*EXERCISE:* Count the lines of the data that have the word "CacheContext", then report the number without anything else.

▬▬▬▬▬▬▬▬▬▬

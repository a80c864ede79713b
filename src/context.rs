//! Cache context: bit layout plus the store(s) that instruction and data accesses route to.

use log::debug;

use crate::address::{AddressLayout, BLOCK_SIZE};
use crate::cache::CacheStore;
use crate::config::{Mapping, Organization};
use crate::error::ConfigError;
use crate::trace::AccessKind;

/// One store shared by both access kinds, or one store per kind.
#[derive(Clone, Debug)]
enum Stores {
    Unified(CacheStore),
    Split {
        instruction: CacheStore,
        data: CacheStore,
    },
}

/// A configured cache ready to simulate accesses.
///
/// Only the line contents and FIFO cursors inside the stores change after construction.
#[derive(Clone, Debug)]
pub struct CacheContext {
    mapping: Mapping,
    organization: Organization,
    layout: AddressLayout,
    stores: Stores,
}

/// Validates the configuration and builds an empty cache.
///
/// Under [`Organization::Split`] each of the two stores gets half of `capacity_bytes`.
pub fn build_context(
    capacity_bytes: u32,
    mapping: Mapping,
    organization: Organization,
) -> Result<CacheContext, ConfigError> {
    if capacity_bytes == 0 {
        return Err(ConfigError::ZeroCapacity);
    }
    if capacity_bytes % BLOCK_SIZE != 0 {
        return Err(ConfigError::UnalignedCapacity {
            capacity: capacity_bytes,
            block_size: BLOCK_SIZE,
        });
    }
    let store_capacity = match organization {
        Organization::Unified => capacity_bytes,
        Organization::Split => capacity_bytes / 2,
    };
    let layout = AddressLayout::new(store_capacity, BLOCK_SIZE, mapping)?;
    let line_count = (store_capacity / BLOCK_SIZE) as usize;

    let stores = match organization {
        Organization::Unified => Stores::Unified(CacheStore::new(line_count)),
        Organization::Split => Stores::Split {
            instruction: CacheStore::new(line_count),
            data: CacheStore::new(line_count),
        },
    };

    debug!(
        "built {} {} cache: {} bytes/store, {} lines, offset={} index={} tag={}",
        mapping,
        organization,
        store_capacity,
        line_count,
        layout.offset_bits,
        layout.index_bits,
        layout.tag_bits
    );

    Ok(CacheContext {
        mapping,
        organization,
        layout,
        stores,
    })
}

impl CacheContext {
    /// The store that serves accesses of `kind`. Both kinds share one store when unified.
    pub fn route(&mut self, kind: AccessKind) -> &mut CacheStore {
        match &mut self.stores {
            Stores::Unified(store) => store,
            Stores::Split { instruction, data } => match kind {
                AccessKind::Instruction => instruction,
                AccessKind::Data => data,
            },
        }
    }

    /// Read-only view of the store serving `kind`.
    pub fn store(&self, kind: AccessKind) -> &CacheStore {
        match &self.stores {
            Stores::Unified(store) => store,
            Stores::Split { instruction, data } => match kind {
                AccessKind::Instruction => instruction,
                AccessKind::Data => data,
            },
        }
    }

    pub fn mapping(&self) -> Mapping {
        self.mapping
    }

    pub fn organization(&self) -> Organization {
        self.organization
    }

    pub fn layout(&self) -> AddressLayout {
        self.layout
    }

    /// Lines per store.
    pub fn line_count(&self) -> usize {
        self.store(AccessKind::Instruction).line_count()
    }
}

▬▬▬▬▬▬▬▬▬▬

*ANSWER TO THE PROBLEM:* 4